_Exercise directions_:
Only an exact, line-for-line copy of the data will serve as the answer.

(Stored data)
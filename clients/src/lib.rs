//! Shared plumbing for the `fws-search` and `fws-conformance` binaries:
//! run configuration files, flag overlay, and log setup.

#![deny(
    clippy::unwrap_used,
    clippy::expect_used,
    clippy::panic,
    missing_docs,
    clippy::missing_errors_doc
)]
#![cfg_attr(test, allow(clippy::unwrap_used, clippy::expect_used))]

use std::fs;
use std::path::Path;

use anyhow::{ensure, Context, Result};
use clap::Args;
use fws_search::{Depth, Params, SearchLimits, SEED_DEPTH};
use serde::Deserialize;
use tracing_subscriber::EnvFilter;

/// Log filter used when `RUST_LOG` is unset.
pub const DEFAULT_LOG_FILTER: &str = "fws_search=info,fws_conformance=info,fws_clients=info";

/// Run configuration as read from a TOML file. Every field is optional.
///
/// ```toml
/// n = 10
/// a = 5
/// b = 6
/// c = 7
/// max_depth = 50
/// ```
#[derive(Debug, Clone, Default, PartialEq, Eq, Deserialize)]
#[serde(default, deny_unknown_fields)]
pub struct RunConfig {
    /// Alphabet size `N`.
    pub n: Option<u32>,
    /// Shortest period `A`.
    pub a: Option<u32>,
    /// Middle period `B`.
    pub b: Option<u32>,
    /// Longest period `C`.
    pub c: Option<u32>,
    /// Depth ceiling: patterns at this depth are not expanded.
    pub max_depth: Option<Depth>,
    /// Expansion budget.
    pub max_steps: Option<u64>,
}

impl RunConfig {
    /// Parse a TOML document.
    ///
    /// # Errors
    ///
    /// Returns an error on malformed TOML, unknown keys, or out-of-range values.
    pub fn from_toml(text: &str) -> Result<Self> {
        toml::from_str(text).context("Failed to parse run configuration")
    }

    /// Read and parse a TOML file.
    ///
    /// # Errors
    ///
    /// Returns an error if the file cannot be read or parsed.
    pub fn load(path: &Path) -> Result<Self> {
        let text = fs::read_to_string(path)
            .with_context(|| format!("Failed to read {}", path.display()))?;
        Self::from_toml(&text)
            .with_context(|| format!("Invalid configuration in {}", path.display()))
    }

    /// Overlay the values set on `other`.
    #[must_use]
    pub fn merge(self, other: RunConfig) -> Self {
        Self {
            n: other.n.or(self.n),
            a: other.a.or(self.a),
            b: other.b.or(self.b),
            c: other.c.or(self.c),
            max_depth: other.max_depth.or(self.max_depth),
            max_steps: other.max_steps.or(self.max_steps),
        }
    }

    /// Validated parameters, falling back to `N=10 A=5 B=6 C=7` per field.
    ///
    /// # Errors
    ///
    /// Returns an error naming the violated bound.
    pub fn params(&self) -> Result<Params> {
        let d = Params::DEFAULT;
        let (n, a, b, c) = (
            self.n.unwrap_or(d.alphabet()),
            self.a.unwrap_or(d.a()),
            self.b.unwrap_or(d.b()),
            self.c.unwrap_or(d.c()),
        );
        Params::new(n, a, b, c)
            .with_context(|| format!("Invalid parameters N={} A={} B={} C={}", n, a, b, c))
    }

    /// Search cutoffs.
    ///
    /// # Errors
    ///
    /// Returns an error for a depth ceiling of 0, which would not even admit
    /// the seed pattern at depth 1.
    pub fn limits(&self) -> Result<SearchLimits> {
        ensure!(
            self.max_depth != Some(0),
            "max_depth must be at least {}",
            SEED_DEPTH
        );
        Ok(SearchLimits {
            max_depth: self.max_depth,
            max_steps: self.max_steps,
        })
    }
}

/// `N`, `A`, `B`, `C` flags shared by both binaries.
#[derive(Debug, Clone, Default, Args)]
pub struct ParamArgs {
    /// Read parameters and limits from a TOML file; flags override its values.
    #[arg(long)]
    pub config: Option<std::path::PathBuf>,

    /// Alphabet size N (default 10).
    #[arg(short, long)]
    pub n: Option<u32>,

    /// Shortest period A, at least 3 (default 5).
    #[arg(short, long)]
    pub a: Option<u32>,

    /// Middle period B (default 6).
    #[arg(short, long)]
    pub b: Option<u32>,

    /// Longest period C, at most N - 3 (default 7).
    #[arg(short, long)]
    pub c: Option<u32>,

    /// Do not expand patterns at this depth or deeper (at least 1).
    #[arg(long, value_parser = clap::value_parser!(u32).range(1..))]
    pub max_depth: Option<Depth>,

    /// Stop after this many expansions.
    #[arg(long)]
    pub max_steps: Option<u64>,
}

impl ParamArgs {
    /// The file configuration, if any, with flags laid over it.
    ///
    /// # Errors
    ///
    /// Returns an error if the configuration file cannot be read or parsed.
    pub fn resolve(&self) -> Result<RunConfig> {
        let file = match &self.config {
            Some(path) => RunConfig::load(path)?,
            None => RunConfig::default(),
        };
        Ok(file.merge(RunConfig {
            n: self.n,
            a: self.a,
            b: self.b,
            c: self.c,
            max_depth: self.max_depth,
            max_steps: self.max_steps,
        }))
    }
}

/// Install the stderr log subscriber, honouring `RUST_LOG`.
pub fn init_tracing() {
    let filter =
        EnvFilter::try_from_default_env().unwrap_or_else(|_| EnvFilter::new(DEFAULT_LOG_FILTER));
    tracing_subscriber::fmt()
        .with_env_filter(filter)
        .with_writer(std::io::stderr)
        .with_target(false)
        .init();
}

_Output of the task_:
filename clients/src/lib.rs
//! Shared plumbing for the `fws-search` and `fws-conformance` binaries:
//! run configuration files, flag overlay, and log setup.

#![deny(
    clippy::unwrap_used,
    clippy::expect_used,
    clippy::panic,
    missing_docs,
    clippy::missing_errors_doc
)]
#![cfg_attr(test, allow(clippy::unwrap_used, clippy::expect_used))]

use std::fs;
use std::path::Path;

use anyhow::{ensure, Context, Result};
use clap::Args;
use fws_search::{Depth, Params, SearchLimits, SEED_DEPTH};
use serde::Deserialize;
use tracing_subscriber::EnvFilter;

/// Log filter used when `RUST_LOG` is unset.
pub const DEFAULT_LOG_FILTER: &str = "fws_search=info,fws_conformance=info,fws_clients=info";

/// Run configuration as read from a TOML file. Every field is optional.
///
/// ```toml
/// n = 10
/// a = 5
/// b = 6
/// c = 7
/// max_depth = 50
/// ```
#[derive(Debug, Clone, Default, PartialEq, Eq, Deserialize)]
#[serde(default, deny_unknown_fields)]
pub struct RunConfig {
    /// Alphabet size `N`.
    pub n: Option<u32>,
    /// Shortest period `A`.
    pub a: Option<u32>,
    /// Middle period `B`.
    pub b: Option<u32>,
    /// Longest period `C`.
    pub c: Option<u32>,
    /// Depth ceiling: patterns at this depth are not expanded.
    pub max_depth: Option<Depth>,
    /// Expansion budget.
    pub max_steps: Option<u64>,
}

impl RunConfig {
    /// Parse a TOML document.
    ///
    /// # Errors
    ///
    /// Returns an error on malformed TOML, unknown keys, or out-of-range values.
    pub fn from_toml(text: &str) -> Result<Self> {
        toml::from_str(text).context("Failed to parse run configuration")
    }

    /// Read and parse a TOML file.
    ///
    /// # Errors
    ///
    /// Returns an error if the file cannot be read or parsed.
    pub fn load(path: &Path) -> Result<Self> {
        let text = fs::read_to_string(path)
            .with_context(|| format!("Failed to read {}", path.display()))?;
        Self::from_toml(&text)
            .with_context(|| format!("Invalid configuration in {}", path.display()))
    }

    /// Overlay the values set on `other`.
    #[must_use]
    pub fn merge(self, other: RunConfig) -> Self {
        Self {
            n: other.n.or(self.n),
            a: other.a.or(self.a),
            b: other.b.or(self.b),
            c: other.c.or(self.c),
            max_depth: other.max_depth.or(self.max_depth),
            max_steps: other.max_steps.or(self.max_steps),
        }
    }

    /// Validated parameters, falling back to `N=10 A=5 B=6 C=7` per field.
    ///
    /// # Errors
    ///
    /// Returns an error naming the violated bound.
    pub fn params(&self) -> Result<Params> {
        let d = Params::DEFAULT;
        let (n, a, b, c) = (
            self.n.unwrap_or(d.alphabet()),
            self.a.unwrap_or(d.a()),
            self.b.unwrap_or(d.b()),
            self.c.unwrap_or(d.c()),
        );
        Params::new(n, a, b, c)
            .with_context(|| format!("Invalid parameters N={} A={} B={} C={}", n, a, b, c))
    }

    /// Search cutoffs.
    ///
    /// # Errors
    ///
    /// Returns an error for a depth ceiling of 0, which would not even admit
    /// the seed pattern at depth 1.
    pub fn limits(&self) -> Result<SearchLimits> {
        ensure!(
            self.max_depth != Some(0),
            "max_depth must be at least {}",
            SEED_DEPTH
        );
        Ok(SearchLimits {
            max_depth: self.max_depth,
            max_steps: self.max_steps,
        })
    }
}

/// `N`, `A`, `B`, `C` flags shared by both binaries.
#[derive(Debug, Clone, Default, Args)]
pub struct ParamArgs {
    /// Read parameters and limits from a TOML file; flags override its values.
    #[arg(long)]
    pub config: Option<std::path::PathBuf>,

    /// Alphabet size N (default 10).
    #[arg(short, long)]
    pub n: Option<u32>,

    /// Shortest period A, at least 3 (default 5).
    #[arg(short, long)]
    pub a: Option<u32>,

    /// Middle period B (default 6).
    #[arg(short, long)]
    pub b: Option<u32>,

    /// Longest period C, at most N - 3 (default 7).
    #[arg(short, long)]
    pub c: Option<u32>,

    /// Do not expand patterns at this depth or deeper (at least 1).
    #[arg(long, value_parser = clap::value_parser!(u32).range(1..))]
    pub max_depth: Option<Depth>,

    /// Stop after this many expansions.
    #[arg(long)]
    pub max_steps: Option<u64>,
}

impl ParamArgs {
    /// The file configuration, if any, with flags laid over it.
    ///
    /// # Errors
    ///
    /// Returns an error if the configuration file cannot be read or parsed.
    pub fn resolve(&self) -> Result<RunConfig> {
        let file = match &self.config {
            Some(path) => RunConfig::load(path)?,
            None => RunConfig::default(),
        };
        Ok(file.merge(RunConfig {
            n: self.n,
            a: self.a,
            b: self.b,
            c: self.c,
            max_depth: self.max_depth,
            max_steps: self.max_steps,
        }))
    }
}

/// Install the stderr log subscriber, honouring `RUST_LOG`.
pub fn init_tracing() {
    let filter =
        EnvFilter::try_from_default_env().unwrap_or_else(|_| EnvFilter::new(DEFAULT_LOG_FILTER));
    tracing_subscriber::fmt()
        .with_env_filter(filter)
        .with_writer(std::io::stderr)
        .with_target(false)
        .init();
}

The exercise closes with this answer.